Recent articles inflaming the digital wires:

How The Mormons Make Money (Bloomberg Businessweek)

The Church and Its Financial Independence (from the Church's Newsroom)


Many across the Blogosphere are calling for the Church to be completely open in it's financials. I have several points to make on this topic.


1. The Church is not a democracy and we shouldn't expect it to be.


In a democracy, the leaders get their power and authority "from the people." This is NOT where the Church gets its power. This is the Church of Jesus Christ. He heads it. He controls it. He runs it. Obviously, he does this through his chosen leaders.


His leaders are not accountable to us and we should not expect them to be. The Church has no obligation to "account" financially to its members.


Consider that private companies do not have to account to their employees or customers either, just the government for tax purposes.


2. The Church is a top-down organization, not a bottom-up organization.


Democracies are bottom-up organizations. The Church has always functioned top-down and will likely remain so. This includes all Biblical and Book of Mormon times.

The notion that it should function bottom-up is a societal expectation from our history as a democracy. I suspect people in other lands wouldn't have this expectation.

3. It isn't your money.

From our beliefs, Heavenly Father gives us everything we have. When we pay tithing, or otherwise donate to the Church, we are simply giving Heavenly Father back what he has already given us. If you truly believe this, and I do, then it is incredibly arrogant to expect the Church to account to you for how it spends Heavenly Father's money and resources.

4. We know how the Church spends its money.

We may not know exact amounts but given we have a lay clergy and multiple people involved in all financial decisions, even at the lowest levels of the Church, we know how the Church spends its money.

Those of us who grew up in Utah (the Mormon equivalent of the Vatican), went to BYU, attended Seminary, went to Youth Conference, etc. ad nauseum know how the Church spends money.

We see evidence of it all around us in meetinghouses, the resources that stock them, our unit budgets, the programs the Church sponsers and produces, the curriculum resources we have, the web site resources, the historical areas, the temples, the educational facilities and resources, etc., etc., etc.

This is all right in front of us all the time. Don't tell me you can't see it. How the Church spends its money is OBVIOUS.
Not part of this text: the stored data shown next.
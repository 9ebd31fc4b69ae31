//! Connection contracts for fedra-rdbc
//!
//! Boundary traits consumed by the pooling core:
//! - [`RawConnection`]: an opaque physical data-source connection
//! - [`ConnectionFactory`]: driver-supplied creation of raw connections
//! - [`XaResource`]: opaque two-phase-commit handle for XA-capable drivers
//!
//! The pool never interprets what a connection *is*: drivers for specific
//! backends (PostgreSQL, MySQL, Salesforce, …) implement these traits and
//! keep wire protocols, dialects, and authentication to themselves.

use async_trait::async_trait;

use crate::error::Result;
use crate::identity::Identity;

/// Opaque transaction-resource handle of an XA-capable connection.
///
/// The pool only cares that one exists; enlistment with the transaction
/// manager happens in the driver/engine layers above.
pub trait XaResource: Send + Sync {}

/// A physical connection to a backing data source.
///
/// The pool treats it as an opaque, expensive, stateful resource with a
/// liveness probe and a close operation. Everything else (queries, cursors,
/// metadata) lives on the driver's own connection type.
#[async_trait]
pub trait RawConnection: Send + Sync {
    /// Probe whether the connection is still usable.
    ///
    /// This goes to the backing store and has real cost; the pool throttles
    /// calls to it via `liveness_interval`.
    async fn is_valid(&self) -> bool;

    /// Close the connection, releasing backend resources.
    async fn close(&self) -> Result<()>;

    /// The two-phase-commit handle, if this connection is XA-capable.
    fn xa_resource(&self) -> Option<&dyn XaResource> {
        None
    }
}

/// Factory for creating raw connections, implemented per backend driver.
#[async_trait]
pub trait ConnectionFactory: Send + Sync {
    /// Open a new physical connection under the given identity's
    /// credentials.
    async fn open(&self, identity: &Identity) -> Result<Box<dyn RawConnection>>;

    /// Whether connections from this factory carry an XA resource.
    fn supports_xa(&self) -> bool {
        false
    }

    /// Label of the backing data source, used in logs and diagnostics.
    fn source_name(&self) -> &str;
}
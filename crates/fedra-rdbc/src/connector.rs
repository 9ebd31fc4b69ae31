//! Caller-facing pooled connector
//!
//! [`PooledConnector`] is the entry point query execution goes through: it
//! composes one plain [`ResourcePool`] and, when the driver supports XA,
//! one transactional pool plus the [`TransactionBinder`]. Callers check
//! out a [`PooledConnection`] guard, work against the raw connection, and
//! either release it explicitly or let the guard's drop return it.

use std::sync::{Arc, Weak};

use tracing::debug;

use crate::connection::{ConnectionFactory, RawConnection};
use crate::error::{Error, Result};
use crate::identity::Identity;
use crate::pool::{IdentitySnapshot, PoolConfig, PoolStatus, ResourcePool};
use crate::resource::PooledResource;
use crate::xa::{TransactionBinder, TransactionManager, TxnId};

/// Pooled access to one backing data source, transactional and not.
pub struct PooledConnector {
    pool: Arc<ResourcePool>,
    xa: Option<XaRuntime>,
    manager: Arc<dyn TransactionManager>,
    /// Self reference for creating checkout guards
    self_ref: tokio::sync::OnceCell<Weak<Self>>,
}

struct XaRuntime {
    pool: Arc<ResourcePool>,
    binder: Arc<TransactionBinder>,
}

impl PooledConnector {
    /// Build the connector for one data source.
    ///
    /// Both pools share the same configuration; the XA pool and binder
    /// only exist when the factory reports XA support.
    pub fn new(
        config: PoolConfig,
        factory: Arc<dyn ConnectionFactory>,
        manager: Arc<dyn TransactionManager>,
    ) -> Result<Arc<Self>> {
        let pool = ResourcePool::new(config.clone(), factory.clone())?;
        let xa = if factory.supports_xa() {
            let xa_pool = ResourcePool::new_xa(config, factory)?;
            Some(XaRuntime {
                binder: TransactionBinder::new(xa_pool.clone()),
                pool: xa_pool,
            })
        } else {
            None
        };

        let connector = Arc::new(Self {
            pool,
            xa,
            manager,
            self_ref: tokio::sync::OnceCell::new(),
        });
        let _ = connector.self_ref.set(Arc::downgrade(&connector));
        Ok(connector)
    }

    /// Check out a connection outside any distributed transaction.
    pub async fn acquire(&self, identity: &Identity) -> Result<PooledConnection> {
        let connector = self.get_self_arc()?;
        let resource = self.pool.acquire(identity).await?;
        Ok(PooledConnection::new(resource, connector))
    }

    /// Check out the connection serving a distributed transaction.
    ///
    /// All acquisitions for one `txn` resolve to the same physical
    /// connection; it returns to the pool only after the transaction
    /// manager fires the completion callback and the last lease ends.
    pub async fn acquire_for_transaction(
        &self,
        identity: &Identity,
        txn: &TxnId,
    ) -> Result<PooledConnection> {
        let Some(xa) = &self.xa else {
            return Err(Error::transaction(format!(
                "data source {} does not support distributed transactions",
                self.pool.name()
            )));
        };
        let connector = self.get_self_arc()?;
        let resource = xa
            .binder
            .acquire_for_transaction(identity, txn, self.manager.as_ref())
            .await?;
        Ok(PooledConnection::new(resource, connector))
    }

    /// End one logical lease on a resource.
    ///
    /// The connection goes back to its pool when this was the last lease
    /// and no transaction holds it; otherwise the return is deferred.
    /// `force_close` condemns the connection either way: it will be
    /// destroyed instead of reused once it is finally released.
    pub async fn release(&self, resource: &Arc<PooledResource>, force_close: bool) {
        if force_close {
            resource.mark_dead();
        }
        if resource.finish_lease() {
            self.owning_pool(resource)
                .release(resource, force_close)
                .await;
        } else {
            debug!(
                identity = %resource.identity(),
                leases = resource.lease_count(),
                in_transaction = resource.in_transaction(),
                "lease ended; connection stays checked out"
            );
        }
    }

    /// Shut down both pools. Subsequent acquires fail fast.
    pub async fn shutdown(&self) {
        self.pool.shutdown().await;
        if let Some(xa) = &self.xa {
            xa.pool.shutdown().await;
        }
    }

    /// Whether a transactional pool exists for this data source.
    pub fn supports_xa(&self) -> bool {
        self.xa.is_some()
    }

    /// Statistics of the non-transactional pool.
    pub fn status(&self) -> PoolStatus {
        self.pool.status()
    }

    /// Statistics of the transactional pool, when one exists.
    pub fn xa_status(&self) -> Option<PoolStatus> {
        self.xa.as_ref().map(|xa| xa.pool.status())
    }

    /// Per-identity diagnostics of the non-transactional pool.
    pub fn identity_snapshot(&self, identity: &Identity) -> Option<IdentitySnapshot> {
        self.pool.identity_snapshot(identity)
    }

    /// Per-identity diagnostics of the transactional pool.
    pub fn xa_identity_snapshot(&self, identity: &Identity) -> Option<IdentitySnapshot> {
        self.xa
            .as_ref()
            .and_then(|xa| xa.pool.identity_snapshot(identity))
    }

    /// The non-transactional pool.
    pub fn pool(&self) -> &Arc<ResourcePool> {
        &self.pool
    }

    /// The transactional pool, when one exists.
    pub fn xa_pool(&self) -> Option<&Arc<ResourcePool>> {
        self.xa.as_ref().map(|xa| &xa.pool)
    }

    /// The transaction binder, when XA is supported.
    pub fn binder(&self) -> Option<&Arc<TransactionBinder>> {
        self.xa.as_ref().map(|xa| &xa.binder)
    }

    fn owning_pool(&self, resource: &Arc<PooledResource>) -> &Arc<ResourcePool> {
        match &self.xa {
            Some(xa) if resource.is_xa() => &xa.pool,
            _ => &self.pool,
        }
    }

    /// The connector as an `Arc`, for handing to checkout guards.
    fn get_self_arc(&self) -> Result<Arc<Self>> {
        self.self_ref
            .get()
            .and_then(|weak| weak.upgrade())
            .ok_or_else(|| Error::internal("connector has been dropped"))
    }
}

impl std::fmt::Debug for PooledConnector {
    fn fmt(&self, f: &mut std::fmt::Formatter<'_>) -> std::fmt::Result {
        f.debug_struct("PooledConnector")
            .field("pool", &self.pool.name())
            .field("supports_xa", &self.supports_xa())
            .finish()
    }
}

/// A connection checked out from a [`PooledConnector`].
///
/// Ends its lease on [`release`](Self::release) or, failing that, when
/// dropped (the drop path spawns the non-forced release). Dropping after
/// an explicit release is a no-op.
pub struct PooledConnection {
    resource: Option<Arc<PooledResource>>,
    connector: Arc<PooledConnector>,
}

impl PooledConnection {
    fn new(resource: Arc<PooledResource>, connector: Arc<PooledConnector>) -> Self {
        Self {
            resource: Some(resource),
            connector,
        }
    }

    /// The pooled resource behind this checkout.
    pub fn resource(&self) -> &Arc<PooledResource> {
        self.resource.as_ref().expect("connection already released")
    }

    /// The underlying raw connection.
    pub fn raw(&self) -> &(dyn RawConnection + 'static) {
        self.resource().raw()
    }

    /// End this lease explicitly.
    pub async fn release(mut self, force_close: bool) {
        if let Some(resource) = self.resource.take() {
            self.connector.release(&resource, force_close).await;
        }
    }
}

impl std::ops::Deref for PooledConnection {
    type Target = dyn RawConnection;

    fn deref(&self) -> &Self::Target {
        self.raw()
    }
}

impl Drop for PooledConnection {
    fn drop(&mut self) {
        if let Some(resource) = self.resource.take() {
            let connector = self.connector.clone();
            tokio::spawn(async move {
                connector.release(&resource, false).await;
            });
        }
    }
}

impl std::fmt::Debug for PooledConnection {
    fn fmt(&self, f: &mut std::fmt::Formatter<'_>) -> std::fmt::Result {
        f.debug_struct("PooledConnection")
            .field("resource", &self.resource)
            .finish()
    }
}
I don't think faith comes into play here. There is so much hard evidence for how Church funds are spent.

5. Church financial decisions always seem to save members money.

Remember how the 3-hour block cut member's own transportation costs to Church?

Remember how standardizing missionary costs saved members' money?

Remember how having the satellite system reduced transportation costs?

Remember how digital resources save the members money, especially the FamilySearch resources?

Remember how the new budget procedures save members' money by standardizing unit budgets?

How many of these examples do you need? The Church is not a self-interested organization spending money for its own ends or for its leaders' ends.

6. No evidence of financial misdoing or misappropriation has resulted in these calls for financial transparency. They evolved from a stupid, speculative article in Businessweek.


Everything out there, that we all know about, is positive. Why are people looking for dirt?


7. What purpose would be served by it?


You won't be able to understand financials when our objectives, outcomes and goals are so ephemeral.


How much money do we expend to attract one convert?


How much money do we expend to retain one convert?


How much money did we spend on table decorations in Relief Society?


How much money do we spend to instill a testimony in someone?


How much money do we spend to create a good father?


How much money do we spend to instill self-reliance in a teenager?


Good grief. There is no profit motive in anything we do. We can't reduce the Church's activities to numbers. How much we spend has no bearing on the value of any of our outcomes. It's like a city trying to figure out how many crimes they prevent or how much its street service improves people's quality of lives by measuring the amount of tax money it takes in.


The Church is primarily religious and service oriented. Financials aren't going to have much to add to what we really do and what is really going on. They'll only be a very sketchy and an incomplete snapshot in a great collage of images.


As long as the Church can pay its bills and operate frugally what is the point of knowing all these detailed numbers?

8. I think the reason most people want to see our financials is so they can figure out how best to sue us.